- Interactive map of Yaamava' Resort and Casino
- Location: 777 San Manuel Blvd Highland, CA 92346;
- Opened: July 24, 1986
- No. of rooms: 432
- Gaming space: 290,000 sq ft (27,000 m^{2})
- Notable restaurants: Pines Steakhouse The 909 Serrano Vista Café Serrano Buffet JBQ Grill George Lopez's Chingon Kitchen
- Casino type: Land
- Owner: Yuhaaviatam of San Manuel Nation
- Website: http://www.yaamava.com

= Yaamava' Resort & Casino =

Casino in San Bernardino, California

Yaamava' Resort and Casino is a Native American Casino on the San Manuel Reservation located in San Bernardino, California. It is owned and operated by the San Manuel Nation.

== History ==
The original San Manuel Bingo opened on July 24, 1986. In 1994, the bingo hall was expanded to a casino with slot machines and card games. The facility was renamed San Manuel Indian Bingo and Casino. Further expansion occurred with the passage of Proposition 5 in 1998 and Proposition 1A in 2000, which authorized the state to sign compacts with Indian tribal governments to expand tribal gaming. The bingo hall was closed in 2017 and replaced with slot machines.

In a case regarding unionization of the casino's employees, the Federal Court of Appeals found, "for many years, the Tribe had no resources, and many of its members depended on public assistance.
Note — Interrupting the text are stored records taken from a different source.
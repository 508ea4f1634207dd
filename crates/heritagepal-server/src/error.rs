//! Error types for the HeritagePAL server.
//!
//! Covers configuration loading, request validation, generation and
//! persistence of learning sets, and quiz scoring. The HTTP layer maps these
//! onto status codes in [`crate::api::ApiError`].

use std::fmt;
use std::path::PathBuf;

use heritagepal_genai::GenerationError;
use heritagepal_store::StoreError;

/// A specialized `Result` type for server operations.
pub type Result<T> = std::result::Result<T, HeritageError>;

/// The rows written when a learning set is persisted.
#[derive(Debug, Clone, Copy, PartialEq, Eq)]
pub enum Artifact {
    /// The generated summary.
    EducationalContent,
    /// The generated quiz.
    Quiz,
    /// The generated flashcard deck.
    FlashcardSet,
    /// The session row linking the other three.
    LearningSession,
}

impl fmt::Display for Artifact {
    fn fmt(&self, f: &mut fmt::Formatter<'_>) -> fmt::Result {
        match self {
            Self::EducationalContent => write!(f, "educational content"),
            Self::Quiz => write!(f, "quiz"),
            Self::FlashcardSet => write!(f, "flashcard set"),
            Self::LearningSession => write!(f, "learning session"),
        }
    }
}

/// Errors that can occur while serving requests.
#[derive(Debug, thiserror::Error)]
pub enum HeritageError {
    // ========================================================================
    // Configuration Errors
    // ========================================================================
    /// Invalid JSON syntax in configuration file.
    #[error("Invalid JSON in config file '{path}': {message}\n\nSuggestion: Validate your heritagepal.json with a JSON linter")]
    ConfigParseError {
        /// Path to the configuration file.
        path: PathBuf,
        /// Description of the parse error.
        message: String,
    },

    /// Configuration validation failed.
    #[error("Invalid configuration: {message}\n\nSuggestion: {suggestion}")]
    ConfigValidationError {
        /// Description of the validation failure.
        message: String,
        /// Actionable suggestion for the user.
        suggestion: String,
    },

    // ========================================================================
    // Request Errors
    // ========================================================================
    /// A required field is missing or out of range. The message names the field.
    #[error("{0}")]
    InvalidInput(String),

    /// A referenced row does not exist.
    #[error("{what} not found")]
    NotFound {
        /// What was looked up, e.g. "Topic".
        what: String,
    },

    // ========================================================================
    // Learning Set Errors
    // ========================================================================
    /// The generation service call itself failed.
    #[error("Failed to generate learning content: {0}")]
    GenerationFailed(#[source] GenerationError),

    /// One of the learning-set inserts failed; earlier rows were removed.
    #[error("Failed to save {artifact}")]
    PersistFailed {
        /// The artifact whose insert failed.
        artifact: Artifact,
        /// The underlying store error.
        #[source]
        source: StoreError,
    },

    // ========================================================================
    // Scoring Errors
    // ========================================================================
    /// A stored quiz's questions are not a readable JSON array.
    #[error("Error parsing quiz questions")]
    CorruptQuiz {
        /// The quiz whose questions could not be read.
        quiz_id: String,
        /// Description of the parse error.
        message: String,
    },

    // ========================================================================
    // Store Errors
    // ========================================================================
    /// Any other store failure.
    #[error("Database error: {0}")]
    Store(#[from] StoreError),

    /// JSON serialization error.
    #[error("JSON error: {0}")]
    Json(#[from] serde_json::Error),
}

impl HeritageError {
    /// Creates a new `ConfigParseError` with the given path and message.
    #[must_use]
    pub fn config_parse(path: impl Into<PathBuf>, message: impl Into<String>) -> Self {
        Self::ConfigParseError {
            path: path.into(),
            message: message.into(),
        }
    }

    /// Creates a new `ConfigValidationError` with the given message and suggestion.
    #[must_use]
    pub fn config_validation(message: impl Into<String>, suggestion: impl Into<String>) -> Self {
        Self::ConfigValidationError {
            message: message.into(),
            suggestion: suggestion.into(),
        }
    }

    /// Creates a new `InvalidInput` error.
    #[must_use]
    pub fn invalid_input(message: impl Into<String>) -> Self {
        Self::InvalidInput(message.into())
    }

    /// Creates a new `NotFound` error.
    #[must_use]
    pub fn not_found(what: impl Into<String>) -> Self {
        Self::NotFound { what: what.into() }
    }

    /// Creates a new `PersistFailed` error.
    #[must_use]
    pub const fn persist_failed(artifact: Artifact, source: StoreError) -> Self {
        Self::PersistFailed { artifact, source }
    }

    /// Returns `true` if the error was caused by the caller's input.
    #[must_use]
    pub const fn is_client_error(&self) -> bool {
        matches!(self, Self::InvalidInput(_) | Self::NotFound { .. })
    }
}
//! HeritagePAL Generation Service
//!
//! Clients for the large-language-model text endpoint used to write
//! summaries, quizzes, flashcards and tutor replies.
//!
//! All clients implement [`TextGenerator`], which takes a fully rendered
//! prompt and returns the raw response text. Interpreting that text is left
//! to the caller.

use async_trait::async_trait;

pub mod gemini;
pub mod offline;
pub mod scripted;

pub use gemini::{GeminiClient, DEFAULT_MODEL};
pub use offline::{OfflineGenerator, OFFLINE_RESPONSE};
pub use scripted::ScriptedGenerator;

/// A specialized `Result` type for generation calls.
pub type Result<T> = std::result::Result<T, GenerationError>;

/// A text-in, text-out generation backend.
#[async_trait]
pub trait TextGenerator: Send + Sync {
    /// Sends `prompt` to the backend and returns the generated text.
    async fn generate(&self, prompt: &str) -> Result<String>;
}

/// Errors raised by a generation call itself (not by parsing its output).
#[derive(Debug, thiserror::Error)]
pub enum GenerationError {
    /// The generation service rejected or failed the request.
    #[error("Generation service error ({kind}): {message}\n\nSuggestion: {suggestion}")]
    Api {
        /// Classification of the failure.
        kind: LlmErrorKind,
        /// Detailed message from the service or transport.
        message: String,
        /// Actionable suggestion for the operator.
        suggestion: String,
    },

    /// The service answered successfully but produced no text.
    #[error("Generation service returned no text\n\nSuggestion: The prompt may have been blocked; check the service's safety settings")]
    EmptyResponse,
}

impl GenerationError {
    /// Creates a new `Api` error with the kind's default suggestion.
    #[must_use]
    pub fn api(kind: LlmErrorKind, message: impl Into<String>) -> Self {
        Self::Api {
            kind,
            message: message.into(),
            suggestion: kind.suggestion().to_string(),
        }
    }

    /// Returns the failure classification.
    #[must_use]
    pub const fn kind(&self) -> LlmErrorKind {
        match self {
            Self::Api { kind, .. } => *kind,
            Self::EmptyResponse => LlmErrorKind::Other,
        }
    }

    /// Returns `true` if retrying the same request later might succeed.
    #[must_use]
    pub const fn is_transient(&self) -> bool {
        matches!(
            self.kind(),
            LlmErrorKind::RateLimit | LlmErrorKind::Server | LlmErrorKind::Network
        )
    }
}

/// Categories of generation-service errors.
#[derive(Debug, Clone, Copy, PartialEq, Eq)]
pub enum LlmErrorKind {
    /// Invalid or missing API key.
    Authentication,
    /// Quota or rate limit exceeded.
    RateLimit,
    /// Server error (5xx responses).
    Server,
    /// Network connectivity issues.
    Network,
    /// Other unclassified errors.
    Other,
}

impl std::fmt::Display for LlmErrorKind {
    fn fmt(&self, f: &mut std::fmt::Formatter<'_>) -> std::fmt::Result {
        match self {
            Self::Authentication => write!(f, "authentication"),
            Self::RateLimit => write!(f, "rate_limit"),
            Self::Server => write!(f, "server"),
            Self::Network => write!(f, "network"),
            Self::Other => write!(f, "other"),
        }
    }
}

impl LlmErrorKind {
    /// Returns a suggestion message for this error kind.
    #[must_use]
    pub const fn suggestion(&self) -> &'static str {
        match self {
            Self::Authentication => "Check GOOGLE_GEMINI_API_KEY",
            Self::RateLimit => "Wait and retry, or reduce request frequency",
            Self::Server => "Retry later; the generation service may be experiencing issues",
            Self::Network => "Check your network connection",
            Self::Other => "Check the generation service's status page",
        }
    }
}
As a result of the Casino, however, the Tribe can now boast full employment, complete medical coverage for all members, government funding for scholarships, improved housing, and significant infrastructure improvements to the reservation." Some employees are members of the Communication Workers of America Local 9400.

In 2021, the facility was renamed Yaamava' Resort and Casino at San Manuel, in conjunction with opening a 432-room, 17-story hotel tower. Yaamava is the Serrano word for "spring" and the tribe has stated it is a metaphor for rebirth of the casino. Another reason for the name change was to disambiguate the efforts of the San Manuel Gaming and Hospitality Authority, the entity which runs the Palms Casino Resort, which the tribe purchased in 2021 and reopened in 2022. In March 2022, Yaamava's entertainment chief, Drew Dixon, signed a partnership with Live Nation to book touring artists during time off from their tours. It was reported by the Los Angeles Times that Yaamava' pays millions of dollars to artists to play there, comparable to the amount they earn at arena shows. The next month, the Yaamava Theater opened a 3,000-seat concert venue with a 3,800-square-foot stage, with Red Hot Chili Peppers being the inaugural act. All shows at the Yaamava Theater are open to fans over the age of 21.

Overnight guests who cannot be accommodated at Yaamava' can stay at the Bear Springs Hotel, approximately two miles away, also owned by the tribe. The hotel was the designated overnight accommodations for the casino prior to the opening of the resort.

== Casino ==
With over 7,200 slot machines, Yaamava' Resort and Casino has the most slot machines of any casino in the Western United States. The casino also offers blackjack, baccarat, pai gow poker, Mississippi Stud, Three Card Poker and Ultimate Texas Hold ‘Em.